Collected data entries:
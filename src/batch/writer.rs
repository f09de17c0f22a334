//! Keyed chunk writer.

use std::collections::HashSet;
use std::sync::Arc;

use async_trait::async_trait;

use crate::error::EngineResult;
use crate::storage::{Record, Repository};

use super::traits::{ItemWriter, WriteReport};

/// How a [`KeyedWriter`] treats records whose key is already stored.
#[derive(Debug, Clone, Copy, PartialEq, Eq)]
pub enum WriteMode {
    /// Existing records are left alone; only new keys are saved.
    InsertOnly,
    /// Every record is saved, replacing existing ones.
    Upsert,
}

/// Writes a chunk with one existence check and one batched save.
///
/// A key repeated within one chunk counts as existing after its first
/// occurrence.
pub struct KeyedWriter<R: Record> {
    repository: Arc<dyn Repository<R>>,
    mode: WriteMode,
}

impl<R: Record> KeyedWriter<R> {
    /// Creates a writer.
    pub fn new(repository: Arc<dyn Repository<R>>, mode: WriteMode) -> Self {
        Self { repository, mode }
    }
}

#[async_trait]
impl<R: Record> ItemWriter for KeyedWriter<R> {
    type Item = R;

    async fn write(&self, items: &[R]) -> EngineResult<WriteReport> {
        let Some(first) = items.first() else {
            return Ok(WriteReport::default());
        };
        let tenant_id = first.tenant_id().to_string();

        let keys: Vec<String> = items.iter().map(Record::key).collect();
        let mut stored: HashSet<String> = self
            .repository
            .find_by_keys(&tenant_id, &keys)
            .await?
            .iter()
            .map(Record::key)
            .collect();

        let mut report = WriteReport::default();
        let mut to_save = Vec::with_capacity(items.len());
        for (item, key) in items.iter().zip(keys) {
            let is_new = stored.insert(key);
            if is_new {
                report.new += 1;
            } else {
                report.existing += 1;
            }
            if is_new || self.mode == WriteMode::Upsert {
                to_save.push(item.clone());
            }
        }

        if !to_save.is_empty() {
            self.repository.save_all(&to_save).await?;
        }
        report.written = to_save.len();
        Ok(report)
    }
}

#[cfg(test)]
mod tests {
    use super::*;
    use crate::models::Participant;
    use crate::storage::InMemoryRepository;
    use rust_decimal::Decimal;

    fn create_test_participant(id: &str, compensation: i64) -> Participant {
        Participant {
            tenant_id: "acme".to_string(),
            employee_id: id.to_string(),
            first_name: None,
            last_name: None,
            date_of_birth: None,
            hire_date: None,
            rehire_date: None,
            termination_date: None,
            employment_status: None,
            employment_type: None,
            annual_compensation: Decimal::new(compensation, 0),
            employee_contribution_percent: None,
            is_active: true,
        }
    }

    #[tokio::test]
    async fn test_insert_only_keeps_existing_records() {
        let repo = InMemoryRepository::with_records(vec![create_test_participant("a", 1)]);
        let writer = KeyedWriter::new(Arc::new(repo.clone()), WriteMode::InsertOnly);

        let report = writer
            .write(&[create_test_participant("a", 2), create_test_participant("b", 2)])
            .await
            .unwrap();

        assert_eq!(report, WriteReport { written: 1, new: 1, existing: 1 });
        assert_eq!(
            repo.get("acme", "a").unwrap().annual_compensation,
            Decimal::new(1, 0)
        );
        assert!(repo.get("acme", "b").is_some());
    }

    #[tokio::test]
    async fn test_upsert_overwrites_existing_records() {
        let repo = InMemoryRepository::with_records(vec![create_test_participant("a", 1)]);
        let writer = KeyedWriter::new(Arc::new(repo.clone()), WriteMode::Upsert);

        let report = writer
            .write(&[create_test_participant("a", 2), create_test_participant("b", 2)])
            .await
            .unwrap();

        assert_eq!(report, WriteReport { written: 2, new: 1, existing: 1 });
        assert_eq!(
            repo.get("acme", "a").unwrap().annual_compensation,
            Decimal::new(2, 0)
        );
    }

    #[tokio::test]
    async fn test_duplicate_key_within_chunk_counts_as_existing() {
        let repo: InMemoryRepository<Participant> = InMemoryRepository::new();
        let writer = KeyedWriter::new(Arc::new(repo.clone()), WriteMode::InsertOnly);

        let report = writer
            .write(&[create_test_participant("a", 1), create_test_participant("a", 2)])
            .await
            .unwrap();

        assert_eq!(report.new + report.existing, 2);
        assert_eq!(report.written, 1);
        assert_eq!(repo.len(), 1);
    }
}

> _Activity_
Copy exactly the stretch of data above from the line with "repository f09de17c0f22a334" through the line with "for (item, key)", and omit all other lines.

> _Your response_
repository f09de17c0f22a334
//! Keyed chunk writer.

use std::collections::HashSet;
use std::sync::Arc;

use async_trait::async_trait;

use crate::error::EngineResult;
use crate::storage::{Record, Repository};

use super::traits::{ItemWriter, WriteReport};

/// How a [`KeyedWriter`] treats records whose key is already stored.
#[derive(Debug, Clone, Copy, PartialEq, Eq)]
pub enum WriteMode {
    /// Existing records are left alone; only new keys are saved.
    InsertOnly,
    /// Every record is saved, replacing existing ones.
    Upsert,
}

/// Writes a chunk with one existence check and one batched save.
///
/// A key repeated within one chunk counts as existing after its first
/// occurrence.
pub struct KeyedWriter<R: Record> {
    repository: Arc<dyn Repository<R>>,
    mode: WriteMode,
}

impl<R: Record> KeyedWriter<R> {
    /// Creates a writer.
    pub fn new(repository: Arc<dyn Repository<R>>, mode: WriteMode) -> Self {
        Self { repository, mode }
    }
}

#[async_trait]
impl<R: Record> ItemWriter for KeyedWriter<R> {
    type Item = R;

    async fn write(&self, items: &[R]) -> EngineResult<WriteReport> {
        let Some(first) = items.first() else {
            return Ok(WriteReport::default());
        };
        let tenant_id = first.tenant_id().to_string();

        let keys: Vec<String> = items.iter().map(Record::key).collect();
        let mut stored: HashSet<String> = self
            .repository
            .find_by_keys(&tenant_id, &keys)
            .await?
            .iter()
            .map(Record::key)
            .collect();

        let mut report = WriteReport::default();
        let mut to_save = Vec::with_capacity(items.len());
        for (item, key) in items.iter().zip(keys) {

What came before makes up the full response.